It is the same to the Lord as this would be to us:
You hide a really great present for your child under the pillow of your own unmade bed. You ask your child to go make your bed. (You could make it yourself easily, but that isn't the point.) For the sole purpose of delighting your child with both this great present and a sense of accomplishment, as well as an opportunity of favor in obedience, not to some law, but to you. You are delighted to have provided your child with this little wonderment.
Your child decides that you don't really mean that you want your bed made. What this child convinces him/ herself of is that you'd be much happier with a picture they thought up, drew, and colored him/ herself.
The drawing is made, the child brings it to you, with a flourish of, "Look what I did for you, Daddy/ Mommy!!!"
And from love, you cannot or just won't scold your young, small child for their enthusiasm. You even praise what they've done, because in their world, you are love. But you repeat the request, when you deem it's time, about the bed-making again. But the child repeats bringing what they want to offer, rather than what you've asked. In fact, this child is so focused on knowing the drawing thing is the thing, because they met with your approval the once, that the kid filters out and won't hear about the bed. It gets old. It becomes the way of Cain.
You make the bed yourself, and put the present away in the closet, for another time when the child has matured. You may eventually scold. You ask an older child to make the bed, leaving the present for them. It truly was only cute the first time. Every time is disobedience.
Jude, a book written for certain to those who are called, points out what the truth is when a believer follows the way that seems right to them, rather than the bed-making, "surely he didn't mean that" way in which the Lord has laid out as what he wants.
Starting in about v 5, Jude begins with a reminder that the same Jesus who led his people out of Egypt, later destroyed those that didn't believe. (Yes, that was old covenant. Jude knew this; he was building to a point.) He speaks of fallen angels, Sodom, Gomorrah, and surrounding cities, all of which forsook what God intended for them for that which they wanted. Remember, this is written to "those who are called, beloved in God the Father and kept for Jesus Christ".
Jude then goes on through a list of things done outside God's order of things, by those who don't get his established order for whatever reason.
Jude states:
But these people blaspheme all they do not understand,
and they are destroyed by all that they, like unreasoning
animals, understand instinctively. Woe to them! For they
walked in the way of Cain and abandoned themselves
for the sake of gain to Balaam's error, and perished in Korah's
rebellion.
(Jude vv 10- 11, ESV)
It gets hard here. A simple "The Lord rebuke you", isn't as dramatic as we'd like, and it puts zero emphasis on the speaker, throwing all upon the Lord. It prevents us taunting and, in the Lord's own words, blaspheming the Devil, our enemy. But the language is plain. I will tell you from experience; you don't want to rebuke a principality -- that's not smart. "The Lord rebuke you" works perfect, every time. And, like the child's colored picture rather than the made bed, bringing him what I want, for the results I want, is nothing more than the way of Cain.
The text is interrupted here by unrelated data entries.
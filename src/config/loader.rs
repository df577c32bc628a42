/// Configuration loading from TOML file with environment overrides
use std::path::Path;

use crate::config::SyncConfig;
use crate::error::{Result, SyncError};
use crate::types::Frequency;

/// Environment prefix, e.g. `BARSYNC__BUDGET__DAILY_CALL_LIMIT=5000`
const ENV_PREFIX: &str = "BARSYNC";

pub fn load_config<P: AsRef<Path>>(path: P) -> Result<SyncConfig> {
    let path = path.as_ref();
    let built = config::Config::builder()
        .add_source(config::File::from(path).required(false))
        .add_source(
            config::Environment::with_prefix(ENV_PREFIX)
                .prefix_separator("__")
                .separator("__")
                .try_parsing(true),
        )
        .build()
        .map_err(|e| SyncError::ConfigError(format!("Failed to read config {}: {}", path.display(), e)))?;

    let config: SyncConfig = built
        .try_deserialize()
        .map_err(|e| SyncError::ConfigError(format!("Failed to parse config: {}", e)))?;

    validate_config(&config)?;

    Ok(config)
}

/// Parse and validate a TOML document without touching the environment
pub fn parse_config(content: &str) -> Result<SyncConfig> {
    let config: SyncConfig = toml::from_str(content)
        .map_err(|e| SyncError::ConfigError(format!("Failed to parse config: {}", e)))?;

    validate_config(&config)?;

    Ok(config)
}

pub fn validate_config(config: &SyncConfig) -> Result<()> {
    // Budget
    if config.budget.daily_call_limit == 0 {
        return Err(SyncError::ConfigError("budget.daily_call_limit must be > 0".to_string()));
    }

    // History
    if config.history.workers == 0 {
        return Err(SyncError::ConfigError("history.workers must be >= 1".to_string()));
    }
    if config.history.minute_start_date < config.history.start_date {
        return Err(SyncError::ConfigError(
            "history.minute_start_date must not precede history.start_date".to_string(),
        ));
    }
    for (tag, days) in &config.history.integrity_windows {
        tag.parse::<Frequency>()
            .map_err(|_| SyncError::ConfigError(format!("Unknown integrity window frequency: {}", tag)))?;
        if *days < 0 {
            return Err(SyncError::ConfigError(format!(
                "Integrity window for {} must be >= 0, got {}",
                tag, days
            )));
        }
    }
    for tag in config.history.lookbacks.keys() {
        tag.parse::<Frequency>()
            .map_err(|_| SyncError::ConfigError(format!("Unknown lookback frequency: {}", tag)))?;
    }
    if config.history.limit_up.days < 1 {
        return Err(SyncError::ConfigError("history.limit_up.days must be >= 1".to_string()));
    }
    if !config.history.limit_up.frequency.is_intraday() {
        return Err(SyncError::ConfigError(
            "history.limit_up.frequency must be a minute frequency".to_string(),
        ));
    }

    // Retry
    if config.retry.max_attempts == 0 {
        return Err(SyncError::ConfigError("retry.max_attempts must be >= 1".to_string()));
    }
    if config.retry.multiplier < 1.0 {
        return Err(SyncError::ConfigError(format!(
            "retry.multiplier must be >= 1.0, got {}",
            config.retry.multiplier
        )));
    }

    // Realtime
    if config.realtime.enabled && config.realtime.poll_interval_secs == 0 {
        return Err(SyncError::ConfigError("realtime.poll_interval_secs must be > 0".to_string()));
    }
    if config.realtime.timezone.parse::<chrono_tz::Tz>().is_err() {
        return Err(SyncError::ConfigError(format!(
            "Unknown realtime.timezone: {}",
            config.realtime.timezone
        )));
    }
    if config
        .realtime
        .timeframes
        .iter()
        .any(|tf| matches!(tf, Frequency::Weekly | Frequency::Monthly))
    {
        return Err(SyncError::ConfigError(
            "realtime.timeframes supports minute frequencies and d only".to_string(),
        ));
    }

    Ok(())
}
(James, a book also to believers, states that not receiving things asked for in prayer is a result of asking amiss and spending what we get for our passions. Not wickedness, not iniquity, but whatever we're passionate about that's out of step, even for that moment, with his passion; self-promotion, a little glory, seeing even Godly-seeming things, but our way and out of his time, come about. The list goes on... We might have been somewhere to see what God is up to, and seen a well being dug. We come home, and here he has dug us a well (fountain) himself, and he is trying to lay a foundation. But our passion is to dig a well, because we saw it elsewhere. Do you see?)
And Balaam's error? Prophesying what we wish, to manipulate an outcome. The outcome we think best. And Korah's rebellion? The simple, just-as-witchcraft pride-spirit that causes us to say, "Why that person? I'm just as qualified. I'm just as annointed, no, more, and I won't follow or submit totally to that jerk. I know more. I'll talk, work, or push my way into service and leadership!" And there was division, discord... and the Lord showed who was his... he killed all in Korah's rebellion. A split. Division. (Num.16)
I'd be happy if, because God's heart is love itself, every word was sweetness and light. In reality, every word is. When your child is two seconds away from putting their hand into the live flame of a lit burner, do you choose not to yell, "STOP right there!!" because it may be seen as mean? No, you don't. I never did. Every word of Daddy is meant for the welfare, blessing, and happiness of every child. Even when they make us cry. The Greek word we translate "repent" is metanoeo. It means "change your mind" and "reverse the way you think", both at the same time.